| Given information |
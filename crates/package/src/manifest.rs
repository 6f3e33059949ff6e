//! detection.xml parsing
//!
//! The document is an `ApplicationInfo` root with payload metadata as direct
//! children and key material under `EncryptionInfo`. Element names are
//! matched case-insensitively.

use lobup_errors::{Error, PackageError};
use lobup_types::manifest::{DEFAULT_DIGEST_ALGORITHM, DEFAULT_PROFILE_IDENTIFIER};
use lobup_types::{MsiInfo, PackageManifest};
use quick_xml::events::Event;
use quick_xml::Reader;
use std::collections::HashMap;

const ROOT: &str = "applicationinfo";
const ENCRYPTION_INFO: &str = "applicationinfo/encryptioninfo";

/// Manifest fields as read from the document, before sizes are resolved
#[derive(Debug, Clone, Default)]
pub struct ManifestDocument {
    fields: HashMap<String, String>,
    tool_version: Option<String>,
}

impl ManifestDocument {
    /// Parse a detection.xml document
    ///
    /// # Errors
    ///
    /// Returns `InvalidManifest` if the XML is malformed or the root is not
    /// `ApplicationInfo`, and `EncryptionInfoMissing` if the root has no
    /// `EncryptionInfo` child.
    pub fn parse(xml: &str) -> Result<Self, Error> {
        let mut reader = Reader::from_str(xml);
        reader.config_mut().trim_text(true);

        let mut doc = Self::default();
        let mut path: Vec<String> = Vec::new();
        let mut saw_root = false;
        let mut saw_encryption = false;

        loop {
            let event = reader.read_event().map_err(|e| PackageError::InvalidManifest {
                reason: format!("malformed XML at byte {}: {e}", reader.error_position()),
            })?;
            match event {
                Event::Start(ref start) | Event::Empty(ref start) => {
                    let name =
                        String::from_utf8_lossy(start.local_name().as_ref()).to_ascii_lowercase();
                    if path.is_empty() {
                        if saw_root || name != ROOT {
                            return Err(PackageError::InvalidManifest {
                                reason: format!("unexpected root element <{name}>"),
                            }
                            .into());
                        }
                        saw_root = true;
                        doc.tool_version = start
                            .attributes()
                            .flatten()
                            .find(|a| a.key.local_name().as_ref().eq_ignore_ascii_case(b"ToolVersion"))
                            .and_then(|a| a.unescape_value().ok())
                            .map(|v| v.trim().to_string())
                            .filter(|v| !v.is_empty());
                    }
                    path.push(name);
                    let joined = path.join("/");
                    if joined == ENCRYPTION_INFO {
                        saw_encryption = true;
                    }
                    if matches!(event, Event::Empty(_)) {
                        doc.fields.entry(joined).or_default();
                        path.pop();
                    }
                }
                Event::End(_) => {
                    path.pop();
                }
                Event::Text(text) => {
                    let value = text.unescape().map_err(|e| PackageError::InvalidManifest {
                        reason: e.to_string(),
                    })?;
                    doc.fields.insert(path.join("/"), value.trim().to_string());
                }
                Event::CData(data) => {
                    let value = String::from_utf8_lossy(&data).trim().to_string();
                    doc.fields.insert(path.join("/"), value);
                }
                Event::Eof => break,
                _ => {}
            }
        }

        if !saw_root {
            return Err(PackageError::InvalidManifest {
                reason: "document has no ApplicationInfo root".to_string(),
            }
            .into());
        }
        if !saw_encryption {
            return Err(PackageError::EncryptionInfoMissing {
                message: "ApplicationInfo has no EncryptionInfo child".to_string(),
            }
            .into());
        }
        Ok(doc)
    }

    fn app(&self, name: &str) -> Option<&str> {
        self.get(&format!("{ROOT}/{name}"))
    }

    fn encryption(&self, name: &str) -> Option<&str> {
        self.get(&format!("{ENCRYPTION_INFO}/{name}"))
    }

    fn get(&self, key: &str) -> Option<&str> {
        self.fields
            .get(key)
            .map(String::as_str)
            .filter(|v| !v.is_empty())
    }

    /// Declared logical file name
    #[must_use]
    pub fn file_name(&self) -> Option<&str> {
        self.app("filename")
    }

    /// Declared plaintext size, if present and numeric
    #[must_use]
    pub fn unencrypted_size(&self) -> Option<u64> {
        self.app("unencryptedcontentsize")
            .and_then(|v| v.parse().ok())
    }

    /// Build the manifest, resolving anything the document left open
    ///
    /// `fallback_name` is used when the document declares no file name and
    /// `measured_size` when the declared plaintext size is absent or not a number.
    ///
    /// # Errors
    ///
    /// Returns `InvalidManifest` if the encryption key is empty.
    pub fn into_manifest(
        self,
        fallback_name: &str,
        measured_size: u64,
    ) -> Result<PackageManifest, Error> {
        let unencrypted_size = match self.unencrypted_size() {
            Some(size) => size,
            None => {
                tracing::warn!(
                    declared = self.app("unencryptedcontentsize").unwrap_or(""),
                    measured_size,
                    "UnencryptedContentSize missing or unparsable, using measured size"
                );
                measured_size
            }
        };
        let owned = |v: Option<&str>| v.map(str::to_string);
        let text = |v: Option<&str>| v.unwrap_or_default().to_string();

        let msi_info = MsiInfo {
            product_code: owned(self.get("applicationinfo/msiinfo/msiproductcode")),
            product_version: owned(self.get("applicationinfo/msiinfo/msiproductversion")),
            publisher: owned(self.get("applicationinfo/msiinfo/msipublisher")),
            upgrade_code: owned(self.get("applicationinfo/msiinfo/msiupgradecode")),
        };

        let manifest = PackageManifest {
            file_name: self.file_name().unwrap_or(fallback_name).to_string(),
            unencrypted_size,
            encryption_key: text(self.encryption("encryptionkey")),
            mac_key: text(self.encryption("mackey")),
            initialization_vector: text(self.encryption("initializationvector")),
            mac: text(self.encryption("mac")),
            file_digest: text(self.encryption("filedigest")),
            file_digest_algorithm: self
                .encryption("filedigestalgorithm")
                .unwrap_or(DEFAULT_DIGEST_ALGORITHM)
                .to_string(),
            profile_identifier: self
                .encryption("profileidentifier")
                .unwrap_or(DEFAULT_PROFILE_IDENTIFIER)
                .to_string(),
            name: owned(self.app("name")),
            setup_file: owned(self.app("setupfile")),
            tool_version: self.tool_version,
            msi_info: (msi_info != MsiInfo::default()).then_some(msi_info),
        };
        manifest.validate()?;
        Ok(manifest)
    }
}

#[cfg(test)]
mod tests {
    use super::*;

    const FULL: &str = r#"<?xml version="1.0" encoding="utf-8"?>
<ApplicationInfo xmlns:xsd="http://www.w3.org/2001/XMLSchema" ToolVersion="1.8.4.0">
  <Name>Tool</Name>
  <UnencryptedContentSize>1536</UnencryptedContentSize>
  <FileName>IntunePackage.intunewin</FileName>
  <SetupFile>setup.msi</SetupFile>
  <EncryptionInfo>
    <EncryptionKey>a2V5</EncryptionKey>
    <MacKey>bWFj</MacKey>
    <InitializationVector>aXY=</InitializationVector>
    <Mac>dmFs</Mac>
    <ProfileIdentifier>ProfileVersion1</ProfileIdentifier>
    <FileDigest>ZGln</FileDigest>
    <FileDigestAlgorithm>SHA256</FileDigestAlgorithm>
  </EncryptionInfo>
  <MsiInfo>
    <MsiProductCode>{ABC}</MsiProductCode>
    <MsiProductVersion>1.2.3</MsiProductVersion>
  </MsiInfo>
</ApplicationInfo>"#;

    #[test]
    fn test_parse_full_document() {
        let manifest = ManifestDocument::parse(FULL)
            .unwrap()
            .into_manifest("fallback.bin", 99)
            .unwrap();
        assert_eq!(manifest.file_name, "IntunePackage.intunewin");
        assert_eq!(manifest.unencrypted_size, 1536);
        assert_eq!(manifest.encryption_key, "a2V5");
        assert_eq!(manifest.initialization_vector, "aXY=");
        assert_eq!(manifest.tool_version.as_deref(), Some("1.8.4.0"));
        assert_eq!(manifest.setup_file.as_deref(), Some("setup.msi"));
        let msi = manifest.msi_info.unwrap();
        assert_eq!(msi.product_code.as_deref(), Some("{ABC}"));
        assert_eq!(msi.publisher, None);
    }

    #[test]
    fn test_case_insensitive_and_defaults() {
        let xml = "<applicationinfo><encryptioninfo><encryptionkey>k</encryptionkey></encryptioninfo></applicationinfo>";
        let manifest = ManifestDocument::parse(xml)
            .unwrap()
            .into_manifest("content.dat", 42)
            .unwrap();
        assert_eq!(manifest.file_name, "content.dat");
        assert_eq!(manifest.unencrypted_size, 42);
        assert_eq!(manifest.file_digest_algorithm, DEFAULT_DIGEST_ALGORITHM);
        assert_eq!(manifest.profile_identifier, DEFAULT_PROFILE_IDENTIFIER);
        assert!(manifest.msi_info.is_none());
    }

    #[test]
    fn test_unparsable_size_falls_back_to_measured() {
        let xml = FULL.replace("<UnencryptedContentSize>1536", "<UnencryptedContentSize>n/a");
        let manifest = ManifestDocument::parse(&xml)
            .unwrap()
            .into_manifest("x", 2048)
            .unwrap();
        assert_eq!(manifest.unencrypted_size, 2048);
    }

    #[test]
    fn test_wrong_root() {
        let err = ManifestDocument::parse("<Package><EncryptionInfo/></Package>").unwrap_err();
        assert!(matches!(
            err,
            Error::Package(PackageError::InvalidManifest { .. })
        ));
    }

    #[test]
    fn test_missing_encryption_info() {
        let err = ManifestDocument::parse("<ApplicationInfo><FileName>a</FileName></ApplicationInfo>")
            .unwrap_err();
        assert!(matches!(
            err,
            Error::Package(PackageError::EncryptionInfoMissing { .. })
        ));
    }

    #[test]
    fn test_nested_encryption_info_does_not_count() {
        let xml = "<ApplicationInfo><Other><EncryptionInfo/></Other></ApplicationInfo>";
        assert!(matches!(
            ManifestDocument::parse(xml).unwrap_err(),
            Error::Package(PackageError::EncryptionInfoMissing { .. })
        ));
    }

    #[test]
    fn test_empty_key_is_invalid() {
        let xml = FULL.replace("<EncryptionKey>a2V5</EncryptionKey>", "<EncryptionKey></EncryptionKey>");
        let err = ManifestDocument::parse(&xml)
            .unwrap()
            .into_manifest("x", 1)
            .unwrap_err();
        assert!(matches!(
            err,
            Error::Package(PackageError::InvalidManifest { .. })
        ));
    }
}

| Task goal |
The expected output is the exact run of lines from the start of the entries through the line with "sizes are resolved", inclusive.

| Output of the task |
filename crates/package/src/manifest.rs
repository 6f3e33059949ff6e
//! detection.xml parsing
//!
//! The document is an `ApplicationInfo` root with payload metadata as direct
//! children and key material under `EncryptionInfo`. Element names are
//! matched case-insensitively.

use lobup_errors::{Error, PackageError};
use lobup_types::manifest::{DEFAULT_DIGEST_ALGORITHM, DEFAULT_PROFILE_IDENTIFIER};
use lobup_types::{MsiInfo, PackageManifest};
use quick_xml::events::Event;
use quick_xml::Reader;
use std::collections::HashMap;

const ROOT: &str = "applicationinfo";
const ENCRYPTION_INFO: &str = "applicationinfo/encryptioninfo";

/// Manifest fields as read from the document, before sizes are resolved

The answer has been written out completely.